Copy word for word the lines from the start of the records through the line that contains "use crate::advisor::core::errors::AdvisorResult;", both included.
Exercise material Block Start
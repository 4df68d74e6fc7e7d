//! In-memory product catalog loaded from JSON.
//!
//! Full-text search scores products by query token overlap against their name,
//! brand and tags. `OR` between terms is accepted and treated as a separator,
//! so any matching term qualifies a product.

use std::cmp::Ordering;
use std::collections::HashSet;
use std::path::Path;

use serde::{Deserialize, Serialize};
use tracing::info;

use crate::advisor::core::errors::AdvisorResult;
use crate::advisor::core::product::{Product, SearchPage, SortMode};
use crate::advisor::retrieval::catalog::{ProductCatalog, SearchFuture};

/// Minimum token length considered by full-text search.
const MIN_TOKEN_CHARS: usize = 2;

/// A catalog record: the product plus an optional precomputed embedding.
#[derive(Clone, Debug, Serialize, Deserialize)]
pub struct CatalogEntry {
    /// Product fields.
    #[serde(flatten)]
    pub product: Product,
    /// Embedding used by similarity search.
    #[serde(default)]
    pub embedding: Option<Vec<f64>>,
}

/// Product catalog held in memory.
pub struct InMemoryCatalog {
    entries: Vec<IndexedEntry>,
}

struct IndexedEntry {
    entry: CatalogEntry,
    tokens: HashSet<String>,
}

impl InMemoryCatalog {
    /// Build a catalog from entries.
    #[must_use]
    pub fn new(entries: Vec<CatalogEntry>) -> Self {
        let entries = entries
            .into_iter()
            .map(|entry| {
                let tokens = product_tokens(&entry.product);
                IndexedEntry { entry, tokens }
            })
            .collect();
        Self { entries }
    }

    /// Parse a JSON array of catalog entries.
    ///
    /// # Errors
    /// Returns an error if the JSON is malformed.
    pub fn from_json(json: &str) -> AdvisorResult<Self> {
        let entries: Vec<CatalogEntry> = serde_json::from_str(json)?;
        Ok(Self::new(entries))
    }

    /// Load a JSON catalog file.
    ///
    /// # Errors
    /// Returns an error if the file cannot be read or parsed.
    pub fn load(path: impl AsRef<Path>) -> AdvisorResult<Self> {
        let path = path.as_ref();
        let raw = std::fs::read_to_string(path)?;
        let catalog = Self::from_json(&raw)?;
        info!("Loaded {} products from {}", catalog.len(), path.display());
        Ok(catalog)
    }

    /// Number of products.
    #[must_use]
    pub const fn len(&self) -> usize {
        self.entries.len()
    }

    /// Whether the catalog holds no product.
    #[must_use]
    pub const fn is_empty(&self) -> bool {
        self.entries.is_empty()
    }

    fn search(&self, query: &str, limit: usize, offset: usize, sort: SortMode) -> SearchPage {
        let terms = query_tokens(query);
        if terms.is_empty() {
            return SearchPage::default();
        }

        let mut scored: Vec<(usize, &Product)> = self
            .entries
            .iter()
            .filter_map(|indexed| {
                let score = terms.iter().filter(|t| indexed.tokens.contains(*t)).count();
                (score > 0).then_some((score, &indexed.entry.product))
            })
            .collect();

        scored.sort_by(|(score_a, a), (score_b, b)| match sort {
            SortMode::Relevance => score_b.cmp(score_a).then(a.id.cmp(&b.id)),
            SortMode::PriceAsc => a.price.total_cmp(&b.price).then(a.id.cmp(&b.id)),
            SortMode::PriceDesc => b.price.total_cmp(&a.price).then(a.id.cmp(&b.id)),
            SortMode::Newest => b.id.cmp(&a.id),
        });

        SearchPage {
            total: scored.len(),
            products: scored
                .into_iter()
                .skip(offset)
                .take(limit)
                .map(|(_, product)| product.clone())
                .collect(),
        }
    }

    fn similar(&self, vector: &[f64], limit: usize) -> Vec<Product> {
        let mut scored: Vec<(f64, &Product)> = self
            .entries
            .iter()
            .filter_map(|indexed| {
                let embedding = indexed.entry.embedding.as_deref()?;
                cosine_similarity(vector, embedding).map(|score| (score, &indexed.entry.product))
            })
            .collect();

        scored.sort_by(|(a, _), (b, _)| b.partial_cmp(a).unwrap_or(Ordering::Equal));
        scored
            .into_iter()
            .take(limit)
            .map(|(_, product)| product.clone())
            .collect()
    }
}

impl ProductCatalog for InMemoryCatalog {
    fn search_products(
        &self,
        query: &str,
        limit: usize,
        offset: usize,
        sort: SortMode,
    ) -> SearchFuture<'_, AdvisorResult<SearchPage>> {
        let page = self.search(query, limit, offset, sort);
        Box::pin(async move { Ok(page) })
    }

    fn find_similar_by_embedding(
        &self,
        vector: Vec<f64>,
        limit: usize,
    ) -> SearchFuture<'_, AdvisorResult<Vec<Product>>> {
        let products = self.similar(&vector, limit);
        Box::pin(async move { Ok(products) })
    }
}

fn tokenize(text: &str) -> impl Iterator<Item = String> + '_ {
    text.split(|c: char| !c.is_alphanumeric())
        .filter(|token| token.chars().count() >= MIN_TOKEN_CHARS)
        .map(str::to_lowercase)
}

fn query_tokens(query: &str) -> HashSet<String> {
    query
        .split_whitespace()
        .filter(|word| *word != "OR")
        .flat_map(tokenize)
        .collect()
}

fn product_tokens(product: &Product) -> HashSet<String> {
    let mut tokens: HashSet<String> = tokenize(&product.name).collect();
    tokens.extend(tokenize(&product.brand));
    for tag in product
        .occasions
        .iter()
        .chain(&product.seasons)
        .chain(&product.accords)
    {
        tokens.extend(tokenize(tag));
    }
    tokens
}

fn cosine_similarity(a: &[f64], b: &[f64]) -> Option<f64> {
    if a.len() != b.len() || a.is_empty() {
        return None;
    }

    let dot: f64 = a.iter().zip(b).map(|(x, y)| x * y).sum();
    let norm_a = a.iter().map(|x| x * x).sum::<f64>().sqrt();
    let norm_b = b.iter().map(|x| x * x).sum::<f64>().sqrt();
    if norm_a <= f64::EPSILON || norm_b <= f64::EPSILON {
        return None;
    }
    Some(dot / (norm_a * norm_b))
}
Exercise material Block End
## Solution:
repository 4df68d74e6fc7e7d
//! In-memory product catalog loaded from JSON.
//!
//! Full-text search scores products by query token overlap against their name,
//! brand and tags. `OR` between terms is accepted and treated as a separator,
//! so any matching term qualifies a product.

use std::cmp::Ordering;
use std::collections::HashSet;
use std::path::Path;

use serde::{Deserialize, Serialize};
use tracing::info;

use crate::advisor::core::errors::AdvisorResult;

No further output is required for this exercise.